[Stored data entries]
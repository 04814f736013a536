//! Logging macros for ergonomic log message formatting.
//!
//! These macros provide a convenient interface for logging with automatic
//! string formatting, similar to `println!` and `format!`.
//!
//! # Examples
//!
//! ```
//! use labelled_config::prelude::*;
//! use labelled_config::{info, warning};
//!
//! let registry = LogRegistry::new();
//! let logger = registry.builder("server").no_stream().build().unwrap();
//!
//! info!(logger, "Server started");
//!
//! let port = 8080;
//! warning!(logger, "Port {} already in use, retrying", port);
//! ```

/// Log a message with automatic formatting.
///
/// # Examples
///
/// ```
/// # use labelled_config::prelude::*;
/// # let logger = LogRegistry::new().builder("doc").no_stream().build().unwrap();
/// use labelled_config::log;
/// log!(logger, LogLevel::Info, "Simple message");
/// log!(logger, LogLevel::Error, "Error code: {}", 500);
/// ```
#[macro_export]
macro_rules! log {
    ($logger:expr, $level:expr, $($arg:tt)+) => {
        $logger.log($level, format!($($arg)+))
    };
}

/// Log a debug-level message.
#[macro_export]
macro_rules! debug {
    ($logger:expr, $($arg:tt)+) => {
        $crate::log!($logger, $crate::LogLevel::Debug, $($arg)+)
    };
}

/// Log an info-level message.
#[macro_export]
macro_rules! info {
    ($logger:expr, $($arg:tt)+) => {
        $crate::log!($logger, $crate::LogLevel::Info, $($arg)+)
    };
}

/// Log a warning-level message.
///
/// # Examples
///
/// ```
/// # use labelled_config::prelude::*;
/// # let logger = LogRegistry::new().builder("doc").no_stream().build().unwrap();
/// use labelled_config::warning;
/// warning!(logger, "Disk usage at {}%", 91);
/// ```
#[macro_export]
macro_rules! warning {
    ($logger:expr, $($arg:tt)+) => {
        $crate::log!($logger, $crate::LogLevel::Warning, $($arg)+)
    };
}

/// Log an error-level message.
#[macro_export]
macro_rules! error {
    ($logger:expr, $($arg:tt)+) => {
        $crate::log!($logger, $crate::LogLevel::Error, $($arg)+)
    };
}

/// Log a critical-level message.
#[macro_export]
macro_rules! critical {
    ($logger:expr, $($arg:tt)+) => {
        $crate::log!($logger, $crate::LogLevel::Critical, $($arg)+)
    };
}
//! Caller-supplied stream appender

use crate::core::{Appender, LineFormat, LogEntry, Result};
use parking_lot::Mutex;
use std::io::Write;
use std::sync::Arc;

/// A writer shared between the caller and the registry.
///
/// The registry only holds a clone of the `Arc`; detaching the destination
/// drops that clone and leaves the caller's stream open.
pub type SharedWriter = Arc<Mutex<dyn Write + Send>>;

/// Wrap any writer as a [`SharedWriter`], returning the typed handle too so
/// the caller can keep using it (for instance to read back a `Vec<u8>`).
pub fn shared_writer<W: Write + Send + 'static>(writer: W) -> (Arc<Mutex<W>>, SharedWriter) {
    let typed = Arc::new(Mutex::new(writer));
    let erased: SharedWriter = typed.clone();
    (typed, erased)
}

pub struct StreamAppender {
    stream: SharedWriter,
    format: Arc<LineFormat>,
}

impl StreamAppender {
    pub fn new(stream: SharedWriter, format: Arc<LineFormat>) -> Self {
        Self { stream, format }
    }
}

impl Appender for StreamAppender {
    fn append(&mut self, entry: &LogEntry) -> Result<()> {
        let output = self.format.format(entry);
        let mut stream = self.stream.lock();
        writeln!(stream, "{}", output)?;
        stream.flush()?;
        Ok(())
    }

    fn flush(&mut self) -> Result<()> {
        self.stream.lock().flush()?;
        Ok(())
    }

    fn name(&self) -> &str {
        "stream"
    }
}
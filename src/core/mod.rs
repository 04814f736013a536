//! Core logger types and traits

pub mod appender;
pub mod destination;
pub mod error;
pub mod line_format;
pub mod log_entry;
pub mod log_level;
pub mod logger;
pub mod registry;
pub mod timestamp;

pub use appender::Appender;
pub use destination::{LogFile, LogStream};
pub use error::{LoggerError, Result};
pub use line_format::{LineFormat, MessageFormat, DEFAULT_MESSAGE_FORMAT};
pub use log_entry::LogEntry;
pub use log_level::LogLevel;
pub use logger::{Logger, LoggerBuilder};
pub use registry::LogRegistry;
pub use timestamp::{TimestampFormat, DEFAULT_DATE_FORMAT};
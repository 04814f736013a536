//! Log entry structure

use super::log_level::LogLevel;
use chrono::{DateTime, Local};

#[derive(Debug, Clone)]
pub struct LogEntry {
    pub level: LogLevel,
    pub label: String,
    pub message: String,
    pub timestamp: DateTime<Local>,
    /// Rendered error chain, printed on the lines following the entry
    pub error_context: Option<String>,
}

impl LogEntry {
    pub fn new(level: LogLevel, label: impl Into<String>, message: String) -> Self {
        Self {
            level,
            label: label.into(),
            message,
            timestamp: Local::now(),
            error_context: None,
        }
    }

    /// Attach an error and its `source()` chain
    pub fn with_error(mut self, error: &(dyn std::error::Error + 'static)) -> Self {
        let mut context = format!("Error: {}", error);
        let mut source = error.source();
        while let Some(cause) = source {
            context.push_str("\n  caused by: ");
            context.push_str(&cause.to_string());
            source = cause.source();
        }
        self.error_context = Some(context);
        self
    }
}
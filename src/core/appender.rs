//! Appender trait for log output destinations

use super::{error::Result, log_entry::LogEntry};

pub trait Appender: Send {
    fn append(&mut self, entry: &LogEntry) -> Result<()>;
    fn flush(&mut self) -> Result<()>;
    fn name(&self) -> &str;

    /// Release resources the appender owns. Appenders writing to a stream
    /// they did not open only flush here.
    fn close(&mut self) -> Result<()> {
        self.flush()
    }
}
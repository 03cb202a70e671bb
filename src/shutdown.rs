//! Cooperative shutdown signalling.
//!
//! A cloneable handle shared by the server, the scheduler, and in-flight
//! scrapes. Once a stop is requested it stays requested; a restart request
//! is a stop plus a flag the process exit code reports to the supervisor.

use std::sync::atomic::{AtomicBool, Ordering};
use std::sync::Arc;

use tokio::sync::watch;
use tracing::info;

struct Inner {
    stopping: watch::Sender<bool>,
    restart: AtomicBool,
}

/// Shared stop handle
#[derive(Clone)]
pub struct Shutdown(Arc<Inner>);

impl Shutdown {
    pub fn new() -> Self {
        let (stopping, _) = watch::channel(false);
        Self(Arc::new(Inner {
            stopping,
            restart: AtomicBool::new(false),
        }))
    }

    /// Request a stop. Idempotent.
    pub fn request_stop(&self) {
        self.0.stopping.send_replace(true);
    }

    /// Request a stop that the supervisor should answer by starting a
    /// fresh process.
    pub fn request_restart(&self) {
        self.0.restart.store(true, Ordering::SeqCst);
        self.request_stop();
    }

    pub fn is_stopping(&self) -> bool {
        *self.0.stopping.borrow()
    }

    pub fn restart_requested(&self) -> bool {
        self.0.restart.load(Ordering::SeqCst)
    }

    /// Wait until a stop has been requested. Resolves immediately if one
    /// already has.
    pub async fn wait(&self) {
        let mut rx = self.0.stopping.subscribe();
        // The sender lives as long as this handle, so wait_for cannot fail
        let _ = rx.wait_for(|stopping| *stopping).await;
    }
}

impl Default for Shutdown {
    fn default() -> Self {
        Self::new()
    }
}

/// Flip the shutdown handle when the process receives a termination signal.
pub fn listen_for_signals(shutdown: Shutdown) {
    #[cfg(unix)]
    tokio::spawn(async move {
        let mut sigterm = tokio::signal::unix::signal(tokio::signal::unix::SignalKind::terminate())
            .expect("Failed to set up SIGTERM handler");
        let mut sigint = tokio::signal::unix::signal(tokio::signal::unix::SignalKind::interrupt())
            .expect("Failed to set up SIGINT handler");

        tokio::select! {
            _ = sigterm.recv() => info!("Received SIGTERM, shutting down..."),
            _ = sigint.recv() => info!("Received SIGINT, shutting down..."),
        }
        shutdown.request_stop();
    });

    #[cfg(windows)]
    tokio::spawn(async move {
        let _ = tokio::signal::ctrl_c().await;
        info!("Received Ctrl+C, shutting down...");
        shutdown.request_stop();
    });
}
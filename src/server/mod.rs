//! HTTP surface.
//!
//! Two public routes (`/` and `/status`); everything under `/feed` plus the
//! process-control routes sits behind the shared-secret `key` query
//! parameter and answers 401 without it.

mod auth;
mod routes;

use std::sync::Arc;
use std::time::Instant;

use axum::{middleware, routing::get, Router};
use tower_http::trace::TraceLayer;

use crate::refresh::RefreshCoordinator;
use crate::shutdown::Shutdown;

/// Shared handler state
#[derive(Clone)]
pub struct AppState {
    pub coordinator: Arc<RefreshCoordinator>,
    pub shutdown: Shutdown,
    pub api_key: String,
    pub started_at: Instant,
}

impl AppState {
    pub fn new(coordinator: Arc<RefreshCoordinator>, shutdown: Shutdown, api_key: String) -> Self {
        Self {
            coordinator,
            shutdown,
            api_key,
            started_at: Instant::now(),
        }
    }
}

/// Build the application router.
pub fn router(state: AppState) -> Router {
    let protected = Router::new()
        .route("/feed", get(routes::feed))
        .route("/feed/latest", get(routes::feed_latest))
        .route("/feed/refreshed", get(routes::feed_refreshed))
        .route("/feed/refresh", get(routes::feed_refresh))
        .route("/restart", get(routes::restart))
        .route("/stop", get(routes::stop))
        .route_layer(middleware::from_fn_with_state(
            state.clone(),
            auth::require_key,
        ));

    Router::new()
        .route("/", get(routes::index))
        .route("/status", get(routes::status))
        .merge(protected)
        .layer(TraceLayer::new_for_http())
        .with_state(state)
}

#[cfg(test)]
mod tests {
    use super::*;

    use async_trait::async_trait;
    use axum::body::Body;
    use axum::http::{Request, StatusCode};
    use tower::ServiceExt;

    use crate::feed::Snapshot;
    use crate::scrape::Scraper;

    const PROTECTED_ROUTES: [&str; 6] = [
        "/feed",
        "/feed/latest",
        "/feed/refreshed",
        "/feed/refresh",
        "/restart",
        "/stop",
    ];

    struct StubScraper;

    #[async_trait]
    impl Scraper for StubScraper {
        async fn scrape(&self) -> crate::error::Result<Snapshot> {
            Ok(Snapshot::default())
        }
    }

    fn test_app() -> Router {
        router(AppState::new(
            Arc::new(RefreshCoordinator::new(Arc::new(StubScraper))),
            Shutdown::new(),
            "secret".to_string(),
        ))
    }

    async fn get_status(app: &Router, uri: &str) -> StatusCode {
        app.clone()
            .oneshot(Request::builder().uri(uri).body(Body::empty()).unwrap())
            .await
            .unwrap()
            .status()
    }

    #[tokio::test]
    async fn test_protected_routes_reject_missing_and_wrong_keys() {
        let app = test_app();
        for route in PROTECTED_ROUTES {
            assert_eq!(
                get_status(&app, route).await,
                StatusCode::UNAUTHORIZED,
                "{} without key",
                route
            );
            let wrong = format!("{}?key=nope", route);
            assert_eq!(
                get_status(&app, &wrong).await,
                StatusCode::UNAUTHORIZED,
                "{} with wrong key",
                route
            );
        }
    }

    #[tokio::test]
    async fn test_protected_routes_accept_the_configured_key() {
        let app = test_app();
        for route in PROTECTED_ROUTES {
            let uri = format!("{}?key=secret", route);
            assert_eq!(get_status(&app, &uri).await, StatusCode::OK, "{}", route);
        }
    }

    #[tokio::test]
    async fn test_public_routes_need_no_key() {
        let app = test_app();
        assert_eq!(get_status(&app, "/").await, StatusCode::OK);
        assert_eq!(get_status(&app, "/status").await, StatusCode::OK);
    }
}
//! Domain model for the scraped home feed.
//!
//! A [`Snapshot`] is one complete scrape result: an ordered list of
//! [`Section`]s, each holding an ordered list of [`FeedItem`]s. Snapshots are
//! immutable once built and serialize to the wire format served by the HTTP
//! layer (a bare JSON array of sections).

mod classify;

pub use classify::{classify_link, LinkRef};

use serde::{Deserialize, Serialize};

/// A single entry in a feed section.
///
/// Serializes as `{"type": "song"|"artist"|"playlist", "id": ..}` with
/// `playlist_id` present only on songs that belong to a playlist context.
#[derive(Debug, Clone, PartialEq, Eq, Serialize, Deserialize)]
#[serde(tag = "type", rename_all = "snake_case")]
pub enum FeedItem {
    Song {
        id: String,
        #[serde(skip_serializing_if = "Option::is_none")]
        playlist_id: Option<String>,
    },
    Artist {
        id: String,
    },
    Playlist {
        id: String,
    },
}

/// One titled row of the home feed.
#[derive(Debug, Clone, PartialEq, Eq, Serialize, Deserialize)]
pub struct Section {
    pub title: String,
    /// Secondary heading, e.g. "Mixed for you". Serialized as `null` when the
    /// section has no subtitle.
    pub subtitle: Option<String>,
    pub items: Vec<FeedItem>,
}

/// A complete, atomically produced feed result.
#[derive(Debug, Clone, Default, PartialEq, Eq, Serialize, Deserialize)]
#[serde(transparent)]
pub struct Snapshot {
    pub sections: Vec<Section>,
}

impl Snapshot {
    pub fn new(sections: Vec<Section>) -> Self {
        Self { sections }
    }

    /// Total number of items across all sections.
    pub fn item_count(&self) -> usize {
        self.sections.iter().map(|s| s.items.len()).sum()
    }
}

#[cfg(test)]
mod tests {
    use super::*;
    use serde_json::json;

    #[test]
    fn test_song_serializes_with_type_tag() {
        let item = FeedItem::Song {
            id: "abc".to_string(),
            playlist_id: None,
        };
        assert_eq!(
            serde_json::to_value(&item).unwrap(),
            json!({"type": "song", "id": "abc"})
        );
    }

    #[test]
    fn test_song_in_playlist_context_keeps_playlist_id() {
        let item = FeedItem::Song {
            id: "abc".to_string(),
            playlist_id: Some("PL1".to_string()),
        };
        assert_eq!(
            serde_json::to_value(&item).unwrap(),
            json!({"type": "song", "id": "abc", "playlist_id": "PL1"})
        );
    }

    #[test]
    fn test_artist_and_playlist_serialize() {
        let artist = FeedItem::Artist {
            id: "UC123".to_string(),
        };
        let playlist = FeedItem::Playlist {
            id: "PL2".to_string(),
        };
        assert_eq!(
            serde_json::to_value(&artist).unwrap(),
            json!({"type": "artist", "id": "UC123"})
        );
        assert_eq!(
            serde_json::to_value(&playlist).unwrap(),
            json!({"type": "playlist", "id": "PL2"})
        );
    }

    #[test]
    fn test_section_subtitle_serializes_as_null_when_absent() {
        let section = Section {
            title: "New releases".to_string(),
            subtitle: None,
            items: vec![],
        };
        assert_eq!(
            serde_json::to_value(&section).unwrap(),
            json!({"title": "New releases", "subtitle": null, "items": []})
        );
    }

    #[test]
    fn test_snapshot_serializes_as_bare_array() {
        let snapshot = Snapshot::new(vec![Section {
            title: "Listen again".to_string(),
            subtitle: Some("Mixed for you".to_string()),
            items: vec![FeedItem::Artist {
                id: "UC1".to_string(),
            }],
        }]);
        assert_eq!(
            serde_json::to_value(&snapshot).unwrap(),
            json!([{
                "title": "Listen again",
                "subtitle": "Mixed for you",
                "items": [{"type": "artist", "id": "UC1"}]
            }])
        );
    }

    #[test]
    fn test_snapshot_round_trips() {
        let snapshot = Snapshot::new(vec![Section {
            title: "Quick picks".to_string(),
            subtitle: None,
            items: vec![FeedItem::Song {
                id: "v1".to_string(),
                playlist_id: Some("RDAMVM".to_string()),
            }],
        }]);
        let encoded = serde_json::to_string(&snapshot).unwrap();
        let decoded: Snapshot = serde_json::from_str(&encoded).unwrap();
        assert_eq!(decoded, snapshot);
    }

    #[test]
    fn test_item_count_spans_sections() {
        let snapshot = Snapshot::new(vec![
            Section {
                title: "A".to_string(),
                subtitle: None,
                items: vec![
                    FeedItem::Artist {
                        id: "a".to_string(),
                    },
                    FeedItem::Playlist {
                        id: "b".to_string(),
                    },
                ],
            },
            Section {
                title: "B".to_string(),
                subtitle: None,
                items: vec![FeedItem::Artist {
                    id: "c".to_string(),
                }],
            },
        ]);
        assert_eq!(snapshot.item_count(), 3);
    }
}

Work instruction → Looking at the data above, count every line holding the word "body" and state only the count.

Written answer → 2